The reading of books

Posted by Tory Historian Tuesday, July 01, 2008

Not one, not two but three books on the go. One was lent Tory Historian by a friend in Paris, whence the book bag came back with more volumes in it than it had departed with. It is a collection of essays by Christopher Hitchens, erstwhile left-wing and now rather right-wing though not precisely conservative scourge of all and sundry.

Entitled "Love, Poverty and War", it is well worth reading for the evisceration of Michael Moore if nothing else. But, as it happens there are numerous fascinating pieces, not least on Winston Churchill, Rudyard Kipling, Aldous Huxley, Evelyn Waugh, David Irving and Mel Gibson. Sometimes Hitchens goes strangely astray in making serious errors of omission and commission. But mostly it is pure unadulterated intellectual joy. Not for those with weak nerves.

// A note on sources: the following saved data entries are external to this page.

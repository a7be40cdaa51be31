//! Expiry-anchored accrual schedule for yield tokens

use facet_codec::YieldToken;
use facet_types::{CovenantError, CovenantResult};
use serde::{Deserialize, Serialize};

use crate::{accrue, term_yield};

/// Accrual rate and window length shared by every yield token of a deployment
#[derive(Debug, Clone, Copy, PartialEq, Eq, Serialize, Deserialize)]
pub struct AccrualSchedule {
    /// Yield per second of window, in basis points of one unit
    pub rate_bps: u32,
    /// Window length in seconds, ending at the token's expiry
    pub term: u32,
}

impl AccrualSchedule {
    pub fn new(rate_bps: u32, term: u32) -> CovenantResult<Self> {
        if term == 0 {
            return Err(CovenantError::out_of_range("yield_term", 0u8));
        }
        Ok(Self { rate_bps, term })
    }

    /// Start of the accrual window for a token expiring at `expiry`
    pub fn anchor(&self, expiry: u32) -> CovenantResult<u32> {
        expiry.checked_sub(self.term).ok_or_else(|| {
            CovenantError::invalid(format!(
                "expiry {} is shorter than the yield term {}",
                expiry, self.term
            ))
        })
    }

    /// Maximum yield a token can ever hold
    pub fn full_term_yield(&self) -> CovenantResult<u64> {
        term_yield(self.term, self.rate_bps)
    }

    /// Yield earned by `now` for a token expiring at `expiry`
    pub fn target(&self, expiry: u32, now: u32) -> CovenantResult<u64> {
        let anchor = self.anchor(expiry)?;
        accrue(
            0,
            i64::from(now) - i64::from(anchor),
            self.rate_bps,
            expiry,
            anchor,
        )
    }

    /// Accrued yield recorded by a claim at `now`; never below what the token holds
    pub fn claimable(&self, token: &YieldToken, now: u32) -> CovenantResult<u64> {
        Ok(token.accrued.max(self.target(token.expiry, now)?))
    }

    /// Whether a split at `now` leaves the whole window ahead of it
    pub fn admits_split(&self, expiry: u32, now: u32) -> bool {
        expiry > now && expiry - now >= self.term
    }
}
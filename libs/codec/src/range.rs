//! Range narrowing into commitment field widths
//!
//! Arithmetic happens in wide integers; every value is narrowed here before it
//! is written into a layout.

use facet_types::{CovenantError, CovenantResult};

/// Narrow an amount into 8 unsigned bytes
pub fn amount(field: &'static str, value: u128) -> CovenantResult<u64> {
    u64::try_from(value).map_err(|_| CovenantError::out_of_range_wide(field, value))
}

/// Narrow a tick into 4 signed bytes
pub fn tick(field: &'static str, value: i64) -> CovenantResult<i32> {
    i32::try_from(value).map_err(|_| CovenantError::out_of_range(field, value))
}

/// Narrow a time or strike into 4 unsigned bytes
pub fn word(field: &'static str, value: u64) -> CovenantResult<u32> {
    u32::try_from(value).map_err(|_| CovenantError::out_of_range(field, value))
}
//! # Facet Accrual - Yield Accrual Engine
//!
//! ## Purpose
//!
//! Pure, time-weighted yield arithmetic for the yield token. Time is always
//! supplied by the caller; nothing in this crate reads a clock, so the same
//! inputs always produce the same yield.
//!
//! ## Model
//!
//! ```text
//! accrue(previous, elapsed, rate_bps, expiry, since)
//!     = previous + floor(clamp(elapsed, 0, expiry - since) * rate_bps / 10000)
//! ```
//!
//! A yield token carries no mint time, so [`AccrualSchedule`] anchors each
//! token's window to its expiry: accrual runs over `[expiry - term, expiry]`
//! and the target at `expiry` is exactly the full-term yield.

pub mod schedule;

pub use schedule::AccrualSchedule;

use facet_codec::range;
use facet_types::CovenantResult;

/// Basis-point denominator for yield rates
pub const RATE_DENOMINATOR: u64 = 10_000;

/// Add yield earned over `elapsed` seconds to `previous`
///
/// `elapsed` is clamped to `[0, expiry - since]`, so the result never passes
/// the yield available up to expiry. Overflow is `OutOfRange`.
pub fn accrue(
    previous: u64,
    elapsed: i64,
    rate_bps: u32,
    expiry: u32,
    since: u32,
) -> CovenantResult<u64> {
    let window = i64::from(expiry.saturating_sub(since));
    let elapsed = elapsed.clamp(0, window);
    // elapsed is in [0, u32::MAX] after the clamp
    let earned = u128::from(elapsed.unsigned_abs()) * u128::from(rate_bps)
        / u128::from(RATE_DENOMINATOR);
    range::amount("accrued_yield", u128::from(previous) + earned)
}

/// Yield for a full window of `term` seconds
pub fn term_yield(term: u32, rate_bps: u32) -> CovenantResult<u64> {
    accrue(0, i64::from(term), rate_bps, term, 0)
}
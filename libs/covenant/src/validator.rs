//! Transition validator: construct and verify covenant transactions
//!
//! Construction and verification share one code path. `construct` drafts the
//! transition from the caller's state inputs and finalizes it; `verify`
//! re-drafts from the covenant inputs of a proposed transaction and requires
//! the proposal to contain exactly what the draft demands.

use facet_codec::{Facet, OptionContract};
use facet_types::{CodeHash, CovenantError, CovenantResult, Destination, Outpoint, Transaction, Utxo};
use tracing::debug;

use crate::auth::AdminAuthorization;
use crate::deployment::Deployment;
use crate::draft::{finalize, Context, TransitionDraft, TxContext};
use crate::guard;
use crate::tokens::{classify, InputSet};
use crate::transitions::{governance, options, pool, staking, tranching};

/// Every operation the covenant accepts, with its caller-declared parameters
#[derive(Debug, Clone, PartialEq, Eq)]
pub enum Operation {
    Stake {
        amount: u64,
        holder: Destination,
    },
    Unstake {
        payout: Destination,
    },
    Split {
        expiry: u32,
        holder: Destination,
    },
    Merge {
        holder: Destination,
    },
    RedeemPrincipal {
        payout: Destination,
    },
    ClaimYield {
        holder: Destination,
    },
    AddLiquidity {
        amount0: u64,
        amount1: u64,
        tick_lower: i32,
        tick_upper: i32,
        holder: Destination,
    },
    RemoveLiquidity {
        payout: Destination,
    },
    Swap {
        zero_for_one: bool,
        amount_in: u64,
        min_amount_out: u64,
        recipient: Destination,
    },
    Collect {
        payout: Destination,
    },
    WriteOption {
        option: OptionContract,
        holder: Destination,
        auth: AdminAuthorization,
    },
    Exercise {
        payout: Destination,
    },
    Expire,
    Deploy {
        facet: Facet,
        code_hash: CodeHash,
        auth: AdminAuthorization,
    },
    Upgrade {
        facet: Facet,
        code_hash: CodeHash,
        version: u16,
        auth: AdminAuthorization,
    },
    SetPaused {
        facet: Facet,
        paused: bool,
        auth: AdminAuthorization,
    },
    UpdatePrice {
        price: u64,
        auth: AdminAuthorization,
    },
    FundReserve {
        facet: Facet,
        amount: u64,
    },
}

impl Operation {
    pub fn name(&self) -> &'static str {
        match self {
            Operation::Stake { .. } => "stake",
            Operation::Unstake { .. } => "unstake",
            Operation::Split { .. } => "split",
            Operation::Merge { .. } => "merge",
            Operation::RedeemPrincipal { .. } => "redeem_principal",
            Operation::ClaimYield { .. } => "claim_yield",
            Operation::AddLiquidity { .. } => "add_liquidity",
            Operation::RemoveLiquidity { .. } => "remove_liquidity",
            Operation::Swap { .. } => "swap",
            Operation::Collect { .. } => "collect",
            Operation::WriteOption { .. } => "write_option",
            Operation::Exercise { .. } => "exercise",
            Operation::Expire => "expire",
            Operation::Deploy { .. } => "deploy",
            Operation::Upgrade { .. } => "upgrade",
            Operation::SetPaused { .. } => "set_paused",
            Operation::UpdatePrice { .. } => "update_price",
            Operation::FundReserve { .. } => "fund_reserve",
        }
    }

    /// Admin-signed operations, exempt from the pause flag
    pub fn is_governance(&self) -> bool {
        matches!(
            self,
            Operation::Deploy { .. }
                | Operation::Upgrade { .. }
                | Operation::SetPaused { .. }
                | Operation::UpdatePrice { .. }
        )
    }
}

/// Pure validator over one deployment; holds no mutable state
#[derive(Debug, Clone)]
pub struct TransitionValidator {
    deployment: Deployment,
}

impl TransitionValidator {
    pub fn new(deployment: Deployment) -> Self {
        Self { deployment }
    }

    pub fn deployment(&self) -> &Deployment {
        &self.deployment
    }

    /// Covenant side of `operation` over `state_inputs` at `now`
    pub fn draft(
        &self,
        operation: &Operation,
        state_inputs: &[Utxo],
        now: u32,
        anchor: Option<Outpoint>,
    ) -> CovenantResult<TransitionDraft> {
        let cx = Context {
            deployment: &self.deployment,
            now,
            anchor,
        };
        let mut inputs = InputSet::new(&self.deployment, state_inputs)?;

        let draft = match operation {
            Operation::Stake { amount, holder } => {
                staking::stake(&cx, &mut inputs, *amount, holder.clone())
            }
            Operation::Unstake { payout } => staking::unstake(&cx, &mut inputs, payout.clone()),
            Operation::Split { expiry, holder } => {
                tranching::split(&cx, &mut inputs, *expiry, holder.clone())
            }
            Operation::Merge { holder } => tranching::merge(&cx, &mut inputs, holder.clone()),
            Operation::RedeemPrincipal { payout } => {
                tranching::redeem_principal(&cx, &mut inputs, payout.clone())
            }
            Operation::ClaimYield { holder } => tranching::claim_yield(&cx, &mut inputs, holder.clone()),
            Operation::AddLiquidity {
                amount0,
                amount1,
                tick_lower,
                tick_upper,
                holder,
            } => pool::add_liquidity(
                &cx,
                &mut inputs,
                *amount0,
                *amount1,
                *tick_lower,
                *tick_upper,
                holder.clone(),
            ),
            Operation::RemoveLiquidity { payout } => {
                pool::remove_liquidity(&cx, &mut inputs, payout.clone())
            }
            Operation::Swap {
                zero_for_one,
                amount_in,
                min_amount_out,
                recipient,
            } => pool::swap(
                &cx,
                &mut inputs,
                *zero_for_one,
                *amount_in,
                *min_amount_out,
                recipient.clone(),
            ),
            Operation::Collect { payout } => pool::collect(&cx, &mut inputs, payout.clone()),
            Operation::WriteOption {
                option,
                holder,
                auth,
            } => options::write_option(&cx, &mut inputs, *option, holder.clone(), auth),
            Operation::Exercise { payout } => options::exercise(&cx, &mut inputs, payout.clone()),
            Operation::Expire => options::expire(&cx, &mut inputs),
            Operation::Deploy {
                facet,
                code_hash,
                auth,
            } => governance::deploy(&cx, *facet, *code_hash, auth),
            Operation::Upgrade {
                facet,
                code_hash,
                version,
                auth,
            } => governance::upgrade(&cx, &mut inputs, *facet, *code_hash, *version, auth),
            Operation::SetPaused {
                facet,
                paused,
                auth,
            } => governance::set_paused(&cx, &mut inputs, *facet, *paused, auth),
            Operation::UpdatePrice { price, auth } => {
                governance::update_price(&cx, &mut inputs, *price, auth)
            }
            Operation::FundReserve { facet, amount } => {
                governance::fund_reserve(&cx, &mut inputs, *facet, *amount)
            }
        }?;

        inputs.finish()?;
        Ok(draft)
    }

    /// Build the complete transaction for `operation`
    pub fn construct(
        &self,
        operation: &Operation,
        state_inputs: &[Utxo],
        ctx: &TxContext,
    ) -> CovenantResult<Transaction> {
        let anchor = state_inputs
            .first()
            .or_else(|| ctx.funding.first())
            .map(|utxo| utxo.outpoint);
        let draft = self.draft(operation, state_inputs, ctx.now, anchor)?;
        let tx = finalize(&self.deployment, draft, ctx)?;
        debug!(
            operation = operation.name(),
            governance = operation.is_governance(),
            inputs = tx.inputs.len(),
            outputs = tx.outputs.len(),
            "Transition constructed"
        );
        Ok(tx)
    }

    /// Check a transaction built elsewhere against `operation` at `now`
    pub fn verify(
        &self,
        operation: &Operation,
        tx: &Transaction,
        now: u32,
    ) -> CovenantResult<()> {
        let mut state_inputs = Vec::new();
        for utxo in &tx.inputs {
            if classify(&self.deployment, &utxo.output)?.is_covenant_token() {
                state_inputs.push(utxo.clone());
            }
        }
        let anchor = tx.inputs.first().map(|utxo| utxo.outpoint);
        let draft = self.draft(operation, &state_inputs, now, anchor)?;

        let mut remaining: Vec<_> = tx.outputs.iter().collect();
        for required in &draft.outputs {
            let position = remaining
                .iter()
                .position(|output| *output == required)
                .ok_or_else(|| {
                    CovenantError::invalid(format!(
                        "{} requires an output of {} to {} that is missing",
                        operation.name(),
                        required.value,
                        required.destination
                    ))
                })?;
            remaining.swap_remove(position);
        }
        for extra in remaining {
            if classify(&self.deployment, extra)?.is_covenant_token() {
                return Err(CovenantError::invalid(format!(
                    "{} produces a covenant token it does not derive",
                    operation.name()
                )));
            }
        }

        guard::check(&self.deployment, tx, &draft.deltas)?;
        debug!(operation = operation.name(), "Transition verified");
        Ok(())
    }
}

For serious reading there is Mitzi Auchterlonie's "Conservative Suffragists", a seriously underrated subject so far. In general, not enough has been written about women in the Conservative Party and on that side of the political divide, though in many ways they achieved more than their much-trumpeted colleagues on the left. This book should balance matters out somewhat. There will be another posting about it.

Finally, a book acquired today: "The Letters of Julian Maclaren-Ross", launched, very appropriately, in the upstairs bar of the Wheasheaf pub in North Soho (and no, there is no such place as NoHo in London). The whole event was organized by the excellent Sohemian Society, one that all conservatives, liberal conservatives and, dare one say it, libertarians should pay attention to.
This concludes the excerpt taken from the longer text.